## DESCRIPTION OF THE TASK:
Restate every record that follows, keeping it exact.

(DATA TO PROCESS)

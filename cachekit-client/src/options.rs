//! Client configuration options.

/// Options for connecting to a cachekit server.
///
/// # Example
///
/// ```rust
/// use cachekit_client::ClientOptions;
///
/// let options = ClientOptions::new("cache.internal", 9552)
///     .with_mem_cache_size(1000);
/// ```
#[derive(Clone, Debug)]
pub struct ClientOptions {
    /// Cache server host name or address
    pub host: String,

    /// Cache server port
    pub port: u16,

    /// Capacity of the client-side read cache; zero disables it
    pub mem_cache_size: u64,
}

impl ClientOptions {
    pub fn new(host: impl Into<String>, port: u16) -> Self {
        Self {
            host: host.into(),
            port,
            mem_cache_size: 100,
        }
    }

    /// Sets the capacity of the local read cache. Zero disables local
    /// caching so that every `get` reaches the server.
    pub fn with_mem_cache_size(mut self, size: u64) -> Self {
        self.mem_cache_size = size;
        self
    }

    /// Creates options from environment variables.
    ///
    /// Reads:
    /// - `CACHEKIT_SERVER_HOST` - server host (defaults to "127.0.0.1")
    /// - `CACHEKIT_SERVER_PORT` - server port (defaults to 9552)
    pub fn from_env() -> Self {
        let host =
            std::env::var("CACHEKIT_SERVER_HOST").unwrap_or_else(|_| "127.0.0.1".to_string());
        let port = std::env::var("CACHEKIT_SERVER_PORT")
            .ok()
            .and_then(|p| p.parse().ok())
            .unwrap_or(9552);
        Self::new(host, port)
    }
}

impl Default for ClientOptions {
    fn default() -> Self {
        Self::new("127.0.0.1", 9552)
    }
}

#[cfg(test)]
mod tests {
    use super::*;

    #[test]
    fn test_default_options() {
        let options = ClientOptions::default();
        assert_eq!(options.host, "127.0.0.1");
        assert_eq!(options.port, 9552);
        assert_eq!(options.mem_cache_size, 100);
    }

    #[test]
    fn test_builder_chaining() {
        let options = ClientOptions::new("cache.internal", 1234).with_mem_cache_size(0);
        assert_eq!(options.host, "cache.internal");
        assert_eq!(options.port, 1234);
        assert_eq!(options.mem_cache_size, 0);
    }
}
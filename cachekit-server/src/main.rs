use cachekit_server::CacheServer;
use tracing_subscriber::{layer::SubscriberExt, util::SubscriberInitExt};

#[tokio::main]
async fn main() -> Result<(), Box<dyn std::error::Error>> {
    tracing_subscriber::registry()
        .with(
            tracing_subscriber::EnvFilter::try_from_default_env()
                .unwrap_or_else(|_| "cachekit_server=info,cachekit_core=info".into()),
        )
        .with(tracing_subscriber::fmt::layer())
        .init();

    let args: Vec<String> = std::env::args().collect();
    if args.len() != 4 {
        eprintln!("usage: {} <cache-dir> <host> <port>", args[0]);
        std::process::exit(2);
    }
    let cache_dir = &args[1];
    let host = &args[2];
    let port: u16 = args[3]
        .parse()
        .map_err(|e| format!("invalid port '{}': {e}", args[3]))?;

    tracing::info!("Starting cache server with cache directory {cache_dir}, host {host}, port {port}");

    let server = CacheServer::bind(cache_dir, host, port).await?;
    server.run().await;
    Ok(())
}
//! End-to-end tests for the high-level client against an in-process server.

use cachekit_client::{CacheClient, ClientOptions};
use cachekit_core::Encoding;
use cachekit_server::{CacheServer, ServerHandle};
use serde::{Deserialize, Serialize};
use tempfile::TempDir;

#[derive(Debug, PartialEq, Serialize, Deserialize)]
struct User {
    name: String,
    age: u32,
}

async fn start_server() -> (ServerHandle, ClientOptions, TempDir) {
    let dir = TempDir::new().unwrap();
    let server = CacheServer::bind(dir.path(), "127.0.0.1", 0).await.unwrap();
    let port = server.local_addr().unwrap().port();
    let options = ClientOptions::new("127.0.0.1", port);
    (server.run_in_background(), options, dir)
}

#[tokio::test]
async fn test_string_round_trip() {
    let (server, options, _dir) = start_server().await;
    let users = CacheClient::for_region(
        &options,
        "appcache",
        "users",
        Encoding::String,
        Encoding::String,
    );

    assert!(users.get_string("user1").await.unwrap().is_none());
    assert!(users.put_string("user1", "alice").await.unwrap());
    assert_eq!(
        users.get_string("user1").await.unwrap().as_deref(),
        Some("alice")
    );

    users.commit().await.unwrap();
    server.shutdown().await;
}

#[tokio::test]
async fn test_json_round_trip() {
    let (server, options, _dir) = start_server().await;
    let users = CacheClient::for_region(
        &options,
        "appcache",
        "users",
        Encoding::String,
        Encoding::Json,
    );

    let alice = User {
        name: "Alice".to_string(),
        age: 30,
    };
    assert!(users.put_json("user:1", &alice).await.unwrap());

    let retrieved: Option<User> = users.get_json("user:1").await.unwrap();
    assert_eq!(retrieved, Some(alice));

    server.shutdown().await;
}

#[tokio::test]
async fn test_unreachable_server_reports_connection_error() {
    let (server, options, _dir) = start_server().await;
    server.shutdown().await;

    let users = CacheClient::for_region(
        &options.with_mem_cache_size(0),
        "appcache",
        "users",
        Encoding::String,
        Encoding::String,
    );
    let error = users.get_string("user1").await.unwrap_err();
    assert!(error.is_connection_error());
}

(End DATA TO PROCESS)

## REPLY TO THE EXERCISE:
filename cachekit-client/src/options.rs
//! Client configuration options.

/// Options for connecting to a cachekit server.
///
/// # Example
///
/// ```rust
/// use cachekit_client::ClientOptions;
///
/// let options = ClientOptions::new("cache.internal", 9552)
///     .with_mem_cache_size(1000);
/// ```
#[derive(Clone, Debug)]
pub struct ClientOptions {
    /// Cache server host name or address
    pub host: String,

    /// Cache server port
    pub port: u16,

    /// Capacity of the client-side read cache; zero disables it
    pub mem_cache_size: u64,
}

impl ClientOptions {
    pub fn new(host: impl Into<String>, port: u16) -> Self {
        Self {
            host: host.into(),
            port,
            mem_cache_size: 100,
        }
    }

    /// Sets the capacity of the local read cache. Zero disables local
    /// caching so that every `get` reaches the server.
    pub fn with_mem_cache_size(mut self, size: u64) -> Self {
        self.mem_cache_size = size;
        self
    }

    /// Creates options from environment variables.
    ///
    /// Reads:
    /// - `CACHEKIT_SERVER_HOST` - server host (defaults to "127.0.0.1")
    /// - `CACHEKIT_SERVER_PORT` - server port (defaults to 9552)
    pub fn from_env() -> Self {
        let host =
            std::env::var("CACHEKIT_SERVER_HOST").unwrap_or_else(|_| "127.0.0.1".to_string());
        let port = std::env::var("CACHEKIT_SERVER_PORT")
            .ok()
            .and_then(|p| p.parse().ok())
            .unwrap_or(9552);
        Self::new(host, port)
    }
}

impl Default for ClientOptions {
    fn default() -> Self {
        Self::new("127.0.0.1", 9552)
    }
}

#[cfg(test)]
mod tests {
    use super::*;

    #[test]
    fn test_default_options() {
        let options = ClientOptions::default();
        assert_eq!(options.host, "127.0.0.1");
        assert_eq!(options.port, 9552);
        assert_eq!(options.mem_cache_size, 100);
    }

    #[test]
    fn test_builder_chaining() {
        let options = ClientOptions::new("cache.internal", 1234).with_mem_cache_size(0);
        assert_eq!(options.host, "cache.internal");
        assert_eq!(options.port, 1234);
        assert_eq!(options.mem_cache_size, 0);
    }
}
filename cachekit-server/src/main.rs
use cachekit_server::CacheServer;
use tracing_subscriber::{layer::SubscriberExt, util::SubscriberInitExt};

#[tokio::main]
async fn main() -> Result<(), Box<dyn std::error::Error>> {
    tracing_subscriber::registry()
        .with(
            tracing_subscriber::EnvFilter::try_from_default_env()
                .unwrap_or_else(|_| "cachekit_server=info,cachekit_core=info".into()),
        )
        .with(tracing_subscriber::fmt::layer())
        .init();

    let args: Vec<String> = std::env::args().collect();
    if args.len() != 4 {
        eprintln!("usage: {} <cache-dir> <host> <port>", args[0]);
        std::process::exit(2);
    }
    let cache_dir = &args[1];
    let host = &args[2];
    let port: u16 = args[3]
        .parse()
        .map_err(|e| format!("invalid port '{}': {e}", args[3]))?;

    tracing::info!("Starting cache server with cache directory {cache_dir}, host {host}, port {port}");

    let server = CacheServer::bind(cache_dir, host, port).await?;
    server.run().await;
    Ok(())
}
//! End-to-end tests for the high-level client against an in-process server.

use cachekit_client::{CacheClient, ClientOptions};
use cachekit_core::Encoding;
use cachekit_server::{CacheServer, ServerHandle};
use serde::{Deserialize, Serialize};
use tempfile::TempDir;

#[derive(Debug, PartialEq, Serialize, Deserialize)]
struct User {
    name: String,
    age: u32,
}

async fn start_server() -> (ServerHandle, ClientOptions, TempDir) {
    let dir = TempDir::new().unwrap();
    let server = CacheServer::bind(dir.path(), "127.0.0.1", 0).await.unwrap();
    let port = server.local_addr().unwrap().port();
    let options = ClientOptions::new("127.0.0.1", port);
    (server.run_in_background(), options, dir)
}

#[tokio::test]
async fn test_string_round_trip() {
    let (server, options, _dir) = start_server().await;
    let users = CacheClient::for_region(
        &options,
        "appcache",
        "users",
        Encoding::String,
        Encoding::String,
    );

    assert!(users.get_string("user1").await.unwrap().is_none());
    assert!(users.put_string("user1", "alice").await.unwrap());
    assert_eq!(
        users.get_string("user1").await.unwrap().as_deref(),
        Some("alice")
    );

    users.commit().await.unwrap();
    server.shutdown().await;
}

#[tokio::test]
async fn test_json_round_trip() {
    let (server, options, _dir) = start_server().await;
    let users = CacheClient::for_region(
        &options,
        "appcache",
        "users",
        Encoding::String,
        Encoding::Json,
    );

    let alice = User {
        name: "Alice".to_string(),
        age: 30,
    };
    assert!(users.put_json("user:1", &alice).await.unwrap());

    let retrieved: Option<User> = users.get_json("user:1").await.unwrap();
    assert_eq!(retrieved, Some(alice));

    server.shutdown().await;
}

#[tokio::test]
async fn test_unreachable_server_reports_connection_error() {
    let (server, options, _dir) = start_server().await;
    server.shutdown().await;

    let users = CacheClient::for_region(
        &options.with_mem_cache_size(0),
        "appcache",
        "users",
        Encoding::String,
        Encoding::String,
    );
    let error = users.get_string("user1").await.unwrap_err();
    assert!(error.is_connection_error());
}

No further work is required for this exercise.